Tell me about it! I know it by heart -- everyday!! -.-"


----------



## Guest (Oct 17, 2004)

Lover -- I remember this cam since I was a kid! haha..


----------



## dazz (Jul 13, 2004)

Dubai-Lover said:


> very interesting to see the traffic from up there
> would be nice if you could make a movie about this cam next


I already have that webcam's one day material, I'll start working inmediately 

wow, great place you got Dubai-Lover, very nice pics!


----------



## Dubai-Lover (Jul 4, 2004)

dazz said:


> I already have that webcam's one day material, I'll start working inmediately
> 
> wow, great place you got Dubai-Lover, very nice pics!


thanks!
yes, it's a very nice place, just the view on port rashid and the big sand parking lot is a bit disturbing. but a great view towards skyline, palm deira, corniche redevelopment,...
unfortunately we'll move to al bada next feb


and i'm still sitting in this COW TOWN öhringen :rant:

the skyline at night from our apartment









or at dusk


----------



## dazz (Jul 13, 2004)

Added Hayatt Regency Juction video


----------



## Dubai-Lover (Jul 4, 2004)

cool
i'll enjoy it during my lunch break


----------



## Krazy (Apr 27, 2004)

wherez al bada?


----------



## Dubai-Lover (Jul 4, 2004)

Krazy said:


> wherez al bada?


you probably know the uae flag roundabout at al wasl road/jumeirah beach road junction?


----------



## Guest (Oct 18, 2004)

Behind Al Dheyafah Street.


----------



## juiced (Aug 18, 2004)

Is it a big housing compound? Never heard of it


----------



## Dubai-Lover (Jul 4, 2004)

there's a brown 3 floor low-rise
the building is right next to the new shaikha shakha al bada complex


----------



## dazz (Jul 13, 2004)

look closely that hayatt regency video at 18:05 , in the right lower corner, huge amount of people coming there and crossing the road, half of the people don't even cross the road in the right place


----------



## Trances (May 19, 2003)

great work i made few of these on my dull days
going to watch them now


----------



## Dubai-Lover (Jul 4, 2004)

dazz said:


> look closely that hayatt regency video at 18:05 , in the right lower corner, huge amount of people coming there and crossing the road, half of the people don't even cross the road in the right place


this is why you hear an iiiiiiiiiiieeeeeech quite often :lol:
once a week a pedestrian is hit by a car here and they sometimes are hurled to the middle of the junction  not joking!
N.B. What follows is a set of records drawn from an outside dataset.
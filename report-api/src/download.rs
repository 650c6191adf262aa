use crate::error::{ReportApiError, Result};
use serde::Serialize;
use std::fs;
use std::path::{Path, PathBuf};

/// Backend ceiling on report ids per bulk download
pub const MAX_BULK_DOWNLOAD: usize = 50;

pub const PDF_CONTENT_TYPE: &str = "application/pdf";
pub const ZIP_CONTENT_TYPE: &str = "application/zip";

/// Body of `api/download-report`
#[derive(Debug, Clone, Serialize)]
pub struct DownloadRequest {
    pub report_id: i64,
    pub email: String,
    pub password: String,
}

/// Body of `api/download-bulk-reports`
#[derive(Debug, Clone, Serialize)]
pub struct BulkDownloadRequest {
    pub report_ids: Vec<i64>,
    pub email: String,
    pub password: String,
}

impl DownloadRequest {
    pub fn validate(&self) -> Result<()> {
        if self.report_id <= 0 {
            return Err(ReportApiError::validation("report_id", "Report ID is required"));
        }
        validate_credentials(&self.email, &self.password)
    }
}

impl BulkDownloadRequest {
    pub fn validate(&self) -> Result<()> {
        if self.report_ids.is_empty() {
            return Err(ReportApiError::validation(
                "report_ids",
                "Select at least one report to download",
            ));
        }
        if self.report_ids.len() > MAX_BULK_DOWNLOAD {
            return Err(ReportApiError::validation(
                "report_ids",
                format!("Maximum {MAX_BULK_DOWNLOAD} reports allowed for bulk download"),
            ));
        }
        if let Some(bad) = self.report_ids.iter().find(|id| **id <= 0) {
            return Err(ReportApiError::validation(
                "report_ids",
                format!("Invalid report id: {bad}"),
            ));
        }
        validate_credentials(&self.email, &self.password)
    }
}

fn validate_credentials(email: &str, password: &str) -> Result<()> {
    if email.trim().is_empty() || password.is_empty() {
        return Err(ReportApiError::validation(
            "credentials",
            "Email and password are required",
        ));
    }
    Ok(())
}

/// A binary file received from the backend, not yet written anywhere
#[derive(Debug, Clone, PartialEq)]
pub struct DownloadedFile {
    pub file_name: String,
    pub content_type: String,
    pub bytes: Vec<u8>,
}

impl DownloadedFile {
    pub fn len(&self) -> usize {
        self.bytes.len()
    }

    pub fn is_empty(&self) -> bool {
        self.bytes.is_empty()
    }

    /// Write the file into `dir`, creating the directory when needed
    pub fn save_to<P: AsRef<Path>>(&self, dir: P) -> Result<PathBuf> {
        let dir = dir.as_ref();
        fs::create_dir_all(dir)?;
        let path = dir.join(&self.file_name);
        fs::write(&path, &self.bytes)?;
        Ok(path)
    }
}

/// Media type of a Content-Type header, without parameters, lowercased
pub fn media_type(content_type: &str) -> String {
    content_type
        .split(';')
        .next()
        .unwrap_or_default()
        .trim()
        .to_ascii_lowercase()
}

/// Reject responses whose media type is not the expected binary format.
///
/// The backend answers failed downloads with a JSON body, sometimes with a 200
/// status, so the body is mined for a message before giving up.
pub fn ensure_content_type(expected: &str, content_type: Option<&str>, body: &[u8]) -> Result<()> {
    let actual = content_type.map(media_type).unwrap_or_default();
    if actual == expected {
        return Ok(());
    }

    Err(ReportApiError::UnexpectedContentType {
        expected: expected.to_string(),
        actual: if actual.is_empty() {
            "no content type".to_string()
        } else {
            actual
        },
        message: error_message_from_body(body),
    })
}

/// Best-effort extraction of `message`/`error` from a JSON error body
pub fn error_message_from_body(body: &[u8]) -> String {
    if let Ok(value) = serde_json::from_slice::<serde_json::Value>(body) {
        for key in ["message", "error"] {
            if let Some(text) = value.get(key).and_then(|v| v.as_str()) {
                if !text.is_empty() {
                    return text.to_string();
                }
            }
        }
    }

    let text = String::from_utf8_lossy(body);
    let text = text.trim();
    if text.is_empty() {
        "the backend returned an empty response".to_string()
    } else {
        text.chars().take(200).collect()
    }
}

/// File name from a `Content-Disposition` header, if it carries a usable one
pub fn file_name_from_disposition(header: &str) -> Option<String> {
    let name = header.split(';').map(str::trim).find_map(|part| {
        let (key, value) = part.split_once('=')?;
        if key.trim().eq_ignore_ascii_case("filename") {
            Some(value.trim().trim_matches('"').to_string())
        } else {
            None
        }
    })?;

    // Never let a header choose a directory
    let name = Path::new(&name).file_name()?.to_str()?.to_string();
    if name.is_empty() {
        None
    } else {
        Some(name)
    }
}

pub fn default_report_file_name(report_id: i64) -> String {
    format!("Report_{report_id}.pdf")
}

pub fn default_bulk_file_name(timestamp: i64) -> String {
    format!("BulkReports_{timestamp}.zip")
}

/// Tracks the single download allowed to run at a time within one
/// long-lived view. The CLI runs one download per process and does not need it.
#[derive(Debug, Default, Clone, PartialEq, Eq)]
pub struct DownloadState {
    downloading_id: Option<i64>,
}

impl DownloadState {
    pub fn new() -> Self {
        Self::default()
    }

    pub fn downloading_id(&self) -> Option<i64> {
        self.downloading_id
    }

    pub fn is_busy(&self) -> bool {
        self.downloading_id.is_some()
    }

    /// Mark `report_id` as downloading; refused while another download runs
    pub fn begin(&mut self, report_id: i64) -> Result<()> {
        if let Some(current) = self.downloading_id {
            return Err(ReportApiError::validation(
                "report_id",
                format!("Report {current} is still downloading"),
            ));
        }
        self.downloading_id = Some(report_id);
        Ok(())
    }

    /// Clear the in-flight marker, on success and on error alike
    pub fn finish(&mut self) {
        self.downloading_id = None;
    }
}
use crate::error::Result;
use std::fs;
use std::path::Path;

/// Generate the default mdfive.toml template with every setting documented
pub fn generate_default_config_template() -> String {
    r#"# mdfive configuration
# Every value is optional; the values below are the built-in defaults.

[api]
# Backend base URL (MDFIVE_API_BASE_URL overrides this value)
base_url = "http://127.0.0.1:5000/"
# Request timeout in seconds
timeout_seconds = 10

# Extra headers sent with every request
# [api.headers]
# "X-Client" = "mdfive"

[polling]
# Delay before the first bulk-status query
initial_delay_seconds = 2
# Fixed delay between queries
interval_seconds = 5
# Maximum number of status queries per batch
max_attempts = 60

[automation]
# Site the backend automation drives
target_url = "https://qa.systemisers.in/"
# Run the browser without a visible window
headless = true
# Automation runs can take over a minute
timeout_seconds = 90

[display]
# Rows per page for report and mapping tables
page_size = 10
"#
    .to_string()
}

/// Sample sheet for bulk sign-in automation
pub fn generate_signin_sheet() -> String {
    r"Email,Password,Name,Description
user1@example.com,password123,Test User 1,Primary test account
user2@example.com,password456,Test User 2,Secondary test account
"
    .to_string()
}

/// Sample sheet for bulk sign-up automation
pub fn generate_signup_sheet() -> String {
    r"FirstName,LastName,Email,Mobile,Password,ConfirmPassword
Asha,Rao,asha.rao@example.com,9876543210,Testing@12345,Testing@12345
Vikram,Iyer,vikram.iyer@example.com,9123456780,Testing@12345,
"
    .to_string()
}

/// Sample sheet for bulk forgot-password automation
pub fn generate_forgot_sheet() -> String {
    r"Email
user1@example.com
user2@example.com
"
    .to_string()
}

/// Write the default configuration file unless it already exists.
///
/// Returns whether a file was written.
pub fn ensure_config_file_exists<P: AsRef<Path>>(config_path: P, force: bool) -> Result<bool> {
    let config_path = config_path.as_ref();
    if config_path.exists() && !force {
        return Ok(false);
    }

    fs::write(config_path, generate_default_config_template())?;
    Ok(true)
}

#[cfg(test)]
mod tests {
    use super::*;
    use crate::config::MdfiveConfig;
    use tempfile::TempDir;

    #[test]
    fn test_template_parses_to_defaults() {
        let config: MdfiveConfig = toml::from_str(&generate_default_config_template()).unwrap();
        assert!(config.validate().is_ok());
        assert_eq!(config.base_url(), crate::config::DEFAULT_BASE_URL);
        assert_eq!(config.polling.max_attempts, Some(60));
        assert_eq!(config.page_size(), 10);
    }

    #[test]
    fn test_ensure_config_file_exists() {
        let dir = TempDir::new().unwrap();
        let path = dir.path().join("mdfive.toml");

        assert!(ensure_config_file_exists(&path, false).unwrap());
        assert!(!ensure_config_file_exists(&path, false).unwrap());
        assert!(ensure_config_file_exists(&path, true).unwrap());
    }

    #[test]
    fn test_sheet_templates_have_headers() {
        assert!(generate_signin_sheet().starts_with("Email,Password"));
        assert!(generate_signup_sheet().starts_with("FirstName,LastName"));
        assert!(generate_forgot_sheet().starts_with("Email"));
    }
}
something happens here every day. one night there was a huge crash in al shindagah tunnel. the sirens of police and ambulance didn't stop. i opened the window and looked what happened. many cars had to turn around and drove back the wrong way, because the street was blocked. road was closed by police.

and you won't believe it, but some guys just wanted to drive through the road block!!!! :lol:
i enjoyed the show from 1am till 5am 
so many crazy guys there


----------